(Task directions):
All of the data is to be set down again without alteration.

(Dataset items):
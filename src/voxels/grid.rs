//! # Semantic Voxel Grid
//!
//! A dense `rows × cols × height` array of voxel codes.
//!
//! ## Memory Layout
//!
//! Cells are stored row-major with the height axis fastest:
//! `index = (row * cols + col) * height + level`. Every column is therefore one contiguous
//! slice, which lets the compositor fill columns independently and lets consumers read a
//! column without striding.

use serde::{Deserialize, Serialize};

use super::voxel_code::{VoxelCode, VOID};

/// The three axes of a voxel grid.
#[derive(Copy, Clone, Debug, PartialEq, Eq, Hash)]
pub enum GridAxis {
    Row,
    Col,
    Level,
}

/// A dense 3D grid of voxel codes.
#[derive(Debug, Clone, PartialEq, Serialize, Deserialize)]
pub struct SemanticVoxelGrid {
    rows: usize,
    cols: usize,
    height: usize,
    /// Edge length of one voxel in meters
    voxel_size: f64,
    data: Vec<VoxelCode>,
}

impl SemanticVoxelGrid {
    /// Creates a grid where every cell is void.
    pub fn new(rows: usize, cols: usize, height: usize, voxel_size: f64) -> Self {
        SemanticVoxelGrid {
            rows,
            cols,
            height,
            voxel_size,
            data: vec![VOID; rows * cols * height],
        }
    }

    /// `(rows, cols, height)`.
    pub fn dimensions(&self) -> (usize, usize, usize) {
        (self.rows, self.cols, self.height)
    }

    pub fn rows(&self) -> usize {
        self.rows
    }

    pub fn cols(&self) -> usize {
        self.cols
    }

    pub fn height(&self) -> usize {
        self.height
    }

    pub fn voxel_size(&self) -> f64 {
        self.voxel_size
    }

    /// The number of cells along `axis`.
    pub fn extent(&self, axis: GridAxis) -> usize {
        match axis {
            GridAxis::Row => self.rows,
            GridAxis::Col => self.cols,
            GridAxis::Level => self.height,
        }
    }

    #[inline]
    fn index(&self, row: usize, col: usize, level: usize) -> usize {
        (row * self.cols + col) * self.height + level
    }

    #[inline]
    pub fn get(&self, row: usize, col: usize, level: usize) -> VoxelCode {
        self.data[self.index(row, col, level)]
    }

    /// Reads a cell by signed coordinates, treating anything outside the grid as void.
    #[inline]
    pub fn get_or_void(&self, row: isize, col: isize, level: isize) -> VoxelCode {
        if row < 0
            || col < 0
            || level < 0
            || row as usize >= self.rows
            || col as usize >= self.cols
            || level as usize >= self.height
        {
            return VOID;
        }
        self.get(row as usize, col as usize, level as usize)
    }

    pub fn set(&mut self, row: usize, col: usize, level: usize, code: VoxelCode) {
        let index = self.index(row, col, level);
        self.data[index] = code;
    }

    /// The vertical stack of column `(row, col)`, bottom first.
    pub fn column(&self, row: usize, col: usize) -> &[VoxelCode] {
        let start = self.index(row, col, 0);
        &self.data[start..start + self.height]
    }

    pub fn column_mut(&mut self, row: usize, col: usize) -> &mut [VoxelCode] {
        let start = self.index(row, col, 0);
        let height = self.height;
        &mut self.data[start..start + height]
    }

    /// All cells in storage order.
    pub fn values(&self) -> &[VoxelCode] {
        &self.data
    }

    pub(crate) fn values_mut(&mut self) -> &mut [VoxelCode] {
        &mut self.data
    }

    /// The distinct non-void codes present, ascending.
    pub fn distinct_codes(&self) -> Vec<VoxelCode> {
        let mut codes: Vec<VoxelCode> = self.data.iter().copied().filter(|c| *c != VOID).collect();
        codes.sort_unstable();
        codes.dedup();
        codes
    }
}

(Written response):
filename src/voxels/grid.rs
//! # Semantic Voxel Grid
//!
//! A dense `rows × cols × height` array of voxel codes.
//!
//! ## Memory Layout
//!
//! Cells are stored row-major with the height axis fastest:
//! `index = (row * cols + col) * height + level`. Every column is therefore one contiguous
//! slice, which lets the compositor fill columns independently and lets consumers read a
//! column without striding.

use serde::{Deserialize, Serialize};

use super::voxel_code::{VoxelCode, VOID};

/// The three axes of a voxel grid.
#[derive(Copy, Clone, Debug, PartialEq, Eq, Hash)]
pub enum GridAxis {
    Row,
    Col,
    Level,
}

/// A dense 3D grid of voxel codes.
#[derive(Debug, Clone, PartialEq, Serialize, Deserialize)]
pub struct SemanticVoxelGrid {
    rows: usize,
    cols: usize,
    height: usize,
    /// Edge length of one voxel in meters
    voxel_size: f64,
    data: Vec<VoxelCode>,
}

impl SemanticVoxelGrid {
    /// Creates a grid where every cell is void.
    pub fn new(rows: usize, cols: usize, height: usize, voxel_size: f64) -> Self {
        SemanticVoxelGrid {
            rows,
            cols,
            height,
            voxel_size,
            data: vec![VOID; rows * cols * height],
        }
    }

    /// `(rows, cols, height)`.
    pub fn dimensions(&self) -> (usize, usize, usize) {
        (self.rows, self.cols, self.height)
    }

    pub fn rows(&self) -> usize {
        self.rows
    }

    pub fn cols(&self) -> usize {
        self.cols
    }

    pub fn height(&self) -> usize {
        self.height
    }

    pub fn voxel_size(&self) -> f64 {
        self.voxel_size
    }

    /// The number of cells along `axis`.
    pub fn extent(&self, axis: GridAxis) -> usize {
        match axis {
            GridAxis::Row => self.rows,
            GridAxis::Col => self.cols,
            GridAxis::Level => self.height,
        }
    }

    #[inline]
    fn index(&self, row: usize, col: usize, level: usize) -> usize {
        (row * self.cols + col) * self.height + level
    }

    #[inline]
    pub fn get(&self, row: usize, col: usize, level: usize) -> VoxelCode {
        self.data[self.index(row, col, level)]
    }

    /// Reads a cell by signed coordinates, treating anything outside the grid as void.
    #[inline]
    pub fn get_or_void(&self, row: isize, col: isize, level: isize) -> VoxelCode {
        if row < 0
            || col < 0
            || level < 0
            || row as usize >= self.rows
            || col as usize >= self.cols
            || level as usize >= self.height
        {
            return VOID;
        }
        self.get(row as usize, col as usize, level as usize)
    }

    pub fn set(&mut self, row: usize, col: usize, level: usize, code: VoxelCode) {
        let index = self.index(row, col, level);
        self.data[index] = code;
    }

    /// The vertical stack of column `(row, col)`, bottom first.
    pub fn column(&self, row: usize, col: usize) -> &[VoxelCode] {
        let start = self.index(row, col, 0);
        &self.data[start..start + self.height]
    }

    pub fn column_mut(&mut self, row: usize, col: usize) -> &mut [VoxelCode] {
        let start = self.index(row, col, 0);
        let height = self.height;
        &mut self.data[start..start + height]
    }

    /// All cells in storage order.
    pub fn values(&self) -> &[VoxelCode] {
        &self.data
    }

    pub(crate) fn values_mut(&mut self) -> &mut [VoxelCode] {
        &mut self.data
    }

    /// The distinct non-void codes present, ascending.
    pub fn distinct_codes(&self) -> Vec<VoxelCode> {
        let mut codes: Vec<VoxelCode> = self.data.iter().copied().filter(|c| *c != VOID).collect();
        codes.sort_unstable();
        codes.dedup();
        codes
    }
}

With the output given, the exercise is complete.